Implicit biases are powerful and harmful. Nurses may stereotype their patients based on their biases, resulting in a lower quality of care or causing distrust that could affect the patient’s health. Patients’ implicit biases, on the other hand, can lead to abuse of nurses and other harmful outcomes.
Trust and communication between nurses and their patients are key. If a patient feels that their nurse is behaving in a discriminatory manner, they will feel uncomfortable and may not speak up about factors affecting their health. They may also have a harder time recovering from their illness or injury.
Nurses who hold negative biases about their patients’ race or age may make poor decisions about treatment or not spend enough time with them, leading to diagnostic issues, poor follow-up, and more. Additionally, a patient who has a bad experience with a nurse will have trouble trusting medical personnel in the future.
Patients who discriminate against nurses can contribute to nurse burnout, mental health concerns, and more. Even within a nursing team, some nurses may have biases and stereotypes that affect their behavior towards colleagues. Feeling disrespected and uncomfortable around patients and colleagues can eventually cause excellent nurses to leave the profession altogether.

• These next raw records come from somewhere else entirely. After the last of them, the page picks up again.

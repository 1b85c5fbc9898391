//! Durable job storage contract.
//!
//! The engine never talks to a database directly; it goes through a
//! [`JobStore`]. Implementations live next to their backend (memory and file
//! stores in `relay_actors`, SurrealDB in `relay_db`).

use futures_util::future::BoxFuture;

use crate::{Job, JobId};

/// Structured failure cause reported by a store.
#[derive(Debug, Clone, Copy, PartialEq, Eq, Hash)]
pub enum StoreErrorKind {
    /// The backend cannot be reached or is shutting down.
    Unavailable,
    /// The backend refused the operation for lack of permission.
    AccessDenied,
    /// The backend rejected the write (constraint, schema, quota...).
    Rejected,
    /// Stored data could not be decoded.
    Corrupt,
}

impl std::fmt::Display for StoreErrorKind {
    fn fmt(&self, f: &mut std::fmt::Formatter<'_>) -> std::fmt::Result {
        match self {
            StoreErrorKind::Unavailable => write!(f, "unavailable"),
            StoreErrorKind::AccessDenied => write!(f, "access denied"),
            StoreErrorKind::Rejected => write!(f, "rejected"),
            StoreErrorKind::Corrupt => write!(f, "corrupt"),
        }
    }
}

/// Error returned by a [`JobStore`].
#[derive(Debug, Clone, PartialEq, Eq, thiserror::Error)]
#[error("store {kind}: {message}")]
pub struct StoreError {
    pub kind: StoreErrorKind,
    pub message: String,
}

impl StoreError {
    pub fn new(kind: StoreErrorKind, message: impl Into<String>) -> Self {
        Self {
            kind,
            message: message.into(),
        }
    }

    pub fn unavailable(message: impl Into<String>) -> Self {
        Self::new(StoreErrorKind::Unavailable, message)
    }

    pub fn rejected(message: impl Into<String>) -> Self {
        Self::new(StoreErrorKind::Rejected, message)
    }

    pub fn corrupt(message: impl Into<String>) -> Self {
        Self::new(StoreErrorKind::Corrupt, message)
    }
}

/// Result type for store operations.
pub type StoreResult<T> = Result<T, StoreError>;

/// Pluggable persistence for jobs.
///
/// Methods return boxed futures so the engine can hold an
/// `Arc<dyn JobStore>`.
pub trait JobStore: Send + Sync + 'static {
    /// Persist a new job. Fails with `Rejected` if the id already exists.
    fn insert(&self, job: Job) -> BoxFuture<'_, StoreResult<()>>;

    /// Fetch a job by id.
    fn get(&self, id: &JobId) -> BoxFuture<'_, StoreResult<Option<Job>>>;

    /// Overwrite a stored job.
    fn update(&self, job: Job) -> BoxFuture<'_, StoreResult<()>>;

    /// Delete a job. Deleting an unknown id succeeds.
    fn delete(&self, id: &JobId) -> BoxFuture<'_, StoreResult<()>>;

    /// Jobs of a queue the engine still owns (queued or active), oldest first.
    fn load_queue(&self, queue: &str) -> BoxFuture<'_, StoreResult<Vec<Job>>>;
}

The Importance of Diversity & Awareness Coaching
The good news about implicit bias and discrimination is that most people aren’t intending to do harm. Although that does not excuse poor behavior, it does mean that there is hope for improvement, with the right approach. Diversity and awareness coaching is crucial in nursing ethics to reduce instances of discrimination.

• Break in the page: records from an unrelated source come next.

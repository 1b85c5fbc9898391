//! Message types for actor communication.

use std::sync::Arc;

use relay_core::{Job, JobError, JobId, JobResult, QueueStats};
use ractor::RpcReplyPort;
use tokio::sync::OwnedSemaphorePermit;

use crate::consumer::{JobConsumer, StopSignal};

/// Messages for the QueueActor.
#[derive(Debug)]
pub enum QueueMessage {
    /// Persist and enqueue a new job. The permit is held until the job
    /// leaves the queue.
    Enqueue {
        job: Box<Job>,
        permit: Option<OwnedSemaphorePermit>,
        reply: RpcReplyPort<Result<Job, JobError>>,
    },

    /// Report the outcome of one attempt.
    JobFinished {
        job_id: JobId,
        worker_id: String,
        result: JobResult,
        error: Option<String>,
        duration_ms: u64,
    },

    /// A failed job's retry delay elapsed; append it to the tail.
    RetryDue { job_id: JobId },

    /// Stop a job owned by this queue. Replies whether the queue owned it.
    Stop {
        job_id: JobId,
        reply: RpcReplyPort<Result<bool, JobError>>,
    },

    /// Forget a job owned by this queue. Replies whether the queue owned it.
    Remove {
        job_id: JobId,
        reply: RpcReplyPort<Result<bool, JobError>>,
    },

    /// Earliest job not yet handed to a consumer.
    GetHead { reply: RpcReplyPort<Option<Job>> },

    /// Queue counters.
    GetStats { reply: RpcReplyPort<QueueStats> },

    /// Local leadership changed.
    LeadershipChanged { is_leader: bool },

    /// Consumers were registered or removed.
    ConsumersChanged,

    /// Shutdown the queue and its workers.
    Shutdown,

    /// Periodic tick for housekeeping.
    Tick,
}

/// Messages for the WorkerActor.
pub enum WorkerMessage {
    /// Run one attempt of a job with the given consumer.
    ProcessJob {
        job: Box<Job>,
        consumer: Arc<dyn JobConsumer>,
        stop: StopSignal,
    },

    /// Shutdown the worker.
    Shutdown,
}

impl std::fmt::Debug for WorkerMessage {
    fn fmt(&self, f: &mut std::fmt::Formatter<'_>) -> std::fmt::Result {
        match self {
            WorkerMessage::ProcessJob { job, .. } => f
                .debug_struct("ProcessJob")
                .field("job_id", &job.id)
                .finish_non_exhaustive(),
            WorkerMessage::Shutdown => f.write_str("Shutdown"),
        }
    }
}

/// Messages for the Supervisor.
#[derive(Debug)]
pub enum SupervisorMessage {
    /// Forward a leadership change to every queue.
    LeadershipChanged { is_leader: bool },

    /// Wake every queue after a consumer registration change.
    ConsumersChanged,

    /// Shutdown all queues.
    Shutdown,
}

Because implicit biases are often issues that we’re not aware of, everyone can benefit from this type of coaching. Nurses might think they treat patients with equal respect and dignity but find out through coaching that their implicit biases are affecting the care they provide.
Communicating and working closely with patients from different backgrounds is important. Coaching and training, combined with practical experience, make for more well-rounded, ethical nurses who can confidently provide stellar care and build trust with any patient who comes through the hospital doors.
Strategies to Tackle Discrimination in Nursing
Tackling discrimination in nursing starts with hiring practices. Hiring diverse teams helps increase nurses’ exposure to people of various backgrounds and sets the stage for increased empathy and thoughtfulness. When nurses get to know colleagues from different walks of life, they will start to see a range of thought-provoking perspectives and increase their communication skills.
Ongoing training and policy are also important. Hospitals must outline what is acceptable behavior through ongoing training and should enforce policies to protect both patients and nurses. Discrimination is a difficult and complex problem that must be addressed through a combination of leadership, ethics, and personal accountability.
Although it is more difficult to address patients’ behavior, hospitals should consider what they can do to protect staff from patient discrimination. Fighting discrimination within the nursing profession is a multifaceted initiative that will only become increasingly important as the United States grows ever more diverse and vibrant.